§ **MATERIAL PROVIDED**

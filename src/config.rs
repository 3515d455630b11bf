use serde::{Deserialize, Serialize};
use std::time::Duration;

/// Default bound on concurrently executing computations across all actors
/// in the process
pub const DEFAULT_MAX_IN_FLIGHT: usize = 256;

/// Default time `post_and_reply` waits for a correlated result
pub const DEFAULT_REPLY_TIMEOUT: Duration = Duration::from_secs(30);

/// Process-wide tuning for a [`Troupe`](crate::Troupe)
#[derive(Debug, Clone, Serialize, Deserialize)]
pub struct TroupeConfig {
    /// Capacity of the shared semaphore bounding in-flight computations
    pub max_in_flight: usize,

    /// Default timeout for `post_and_reply`
    pub reply_timeout: Duration,

    /// Whether a result entry is deleted once its waiter has read it.
    /// Leave `false` to retain results until an operator purges them.
    pub delete_result_on_read: bool,
}

impl Default for TroupeConfig {
    fn default() -> Self {
        Self {
            max_in_flight: DEFAULT_MAX_IN_FLIGHT,
            reply_timeout: DEFAULT_REPLY_TIMEOUT,
            delete_result_on_read: true,
        }
    }
}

§ **PROBLEM**
What is the number of lines in the entries above that hold the string "Serialize"? Please state that number alone.

§ **RESPONSE AREA**
2